Самуил отхлебнул большой глоток из бутылки, потом разбил ее о корпус шедевра амстердамских корабелов и вскричал:
— Нарекаю тебя именем «Пилигрим»!
— Мой муж первый, кто откупорил бутылку для наречения имени. Хорош раввин!
В первом же плавании пираты разграбили «Пилигрим» и потопили. А в Амстердаме некий г-н Сикс обвинил Иону Абраванеля в обмане. Дескать, чтобы увеличить барыши, тот, продавая табак, мошенничал, смешивал его в пропорции один к трем с высушенными и нарезанными листьями дешевого местного растения, а именно конопли.

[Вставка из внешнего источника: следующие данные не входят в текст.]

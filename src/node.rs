/*!
# Node Representation

We choose `Node = u32` as almost all use-cases often involve less than `2^32` nodes.
This allows as to (1) save space by not using `usize` or `u64` and (2) allows directly manipulating node values without abstracting over them.

Nodes are always zero-based internally. Interfaces facing users (see [`crate::io`]) may
use one-based ids and convert at the boundary.
*/

use crate::utils::BitSet;

/// Nodes can be any unsigned integer from `0` to `Node::MAX - 1`
pub type Node = u32;

/// Node-Value that is considered invalid
pub const INVALID_NODE: Node = Node::MAX;

/// There can be at most `2^32 - 1` nodes in a graph!
pub type NumNodes = Node;

/// BitSet for Nodes
pub type NodeBitSet = BitSet;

Анализ, произведенный Свободным амстердамским университетом, подтвердил справедливость обвинения. И семьи Абраванель и Манассия обанкротились. Денег едва хватало на хлеб да молоко. А якобы тщательно проверенный табак фирмы Сикс не удовлетворял и не окрылял Самуила, не говоря уже о том, что был для него почти непозволительной роскошью.

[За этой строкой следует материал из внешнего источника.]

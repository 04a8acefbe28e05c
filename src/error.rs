/*!
# Errors

Storage and algorithm failures that callers are expected to handle. Outcomes such as an
unreachable target or a missing Eulerian trail are *not* errors and are reported as `None`.
*/

use thiserror::Error;

use crate::{edge::Weight, node::*};

/// Errors raised when inserting into or querying a graph
#[derive(Debug, Error, Clone, Copy, PartialEq, Eq)]
pub enum GraphError {
    /// An endpoint is not in `0..number_of_nodes`
    #[error("vertex {vertex} is out of range for a graph with {number_of_nodes} nodes")]
    InvalidVertex {
        vertex: Node,
        number_of_nodes: NumNodes,
    },

    /// The weight is reserved and cannot be stored
    #[error("weight {weight} is reserved and cannot be stored")]
    InvalidWeight { weight: Weight },

    /// An algorithm restricted to a class of weights encountered another weight
    #[error("edge ({from},{to}) has weight {weight} which is not supported here")]
    UnsupportedWeight { from: Node, to: Node, weight: Weight },
}

impl From<GraphError> for std::io::Error {
    fn from(value: GraphError) -> Self {
        std::io::Error::new(std::io::ErrorKind::InvalidData, value)
    }
}

#[cfg(test)]
mod test {
    use super::*;

    #[test]
    fn display_and_conversion() {
        let err = GraphError::InvalidVertex {
            vertex: 7,
            number_of_nodes: 3,
        };
        assert_eq!(
            err.to_string(),
            "vertex 7 is out of range for a graph with 3 nodes"
        );

        let io: std::io::Error = err.into();
        assert_eq!(io.kind(), std::io::ErrorKind::InvalidData);
    }
}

Дети подрастали. Они всегда подрастают. Образцового отца из Самуила не получилось. Ненароком он обнаружил, как странно обстоит с детьми: родители у них одни, а сами дети совершенно разные. Сын Иосиф пошел в мать, такой же худой, аскетичный, гордый. Глядя на этого жилистого, крепкого парнишку, никто и подумать не мог, что он способен заболеть. Но мальчик болел, причем то и дело. От матери Иосиф унаследовал и большущие ноги. Казалось бы, уж он-то нипочем с ног не свалится. Но он постоянно лежал. Иногда Рахиль ложилась рядом, гладила его по голове. Отца он редко когда удостаивал ответом. По-португальски говорить не желал. Если отец о чем-нибудь спрашивал, молчал или отвечал по-нидерландски. Ханна же Грасия обнаруживала склонность к полноте. Рыхлая, мягкая, округлая. Красотой она не блистала, выглядела опухшей, как ее отец после ночной попойки. Чем-то она напоминала мяч, без устали скачущий вокруг. Никогда не болела, но производила болезненное впечатление, вечно красная, пыхтящая. Самуил не видел в ней себя, а если и видел, то и вовсе не мог любить ее, как не мог любить себя самого. Ну а Иосиф собственноручно возвел стену меж собой и отцом.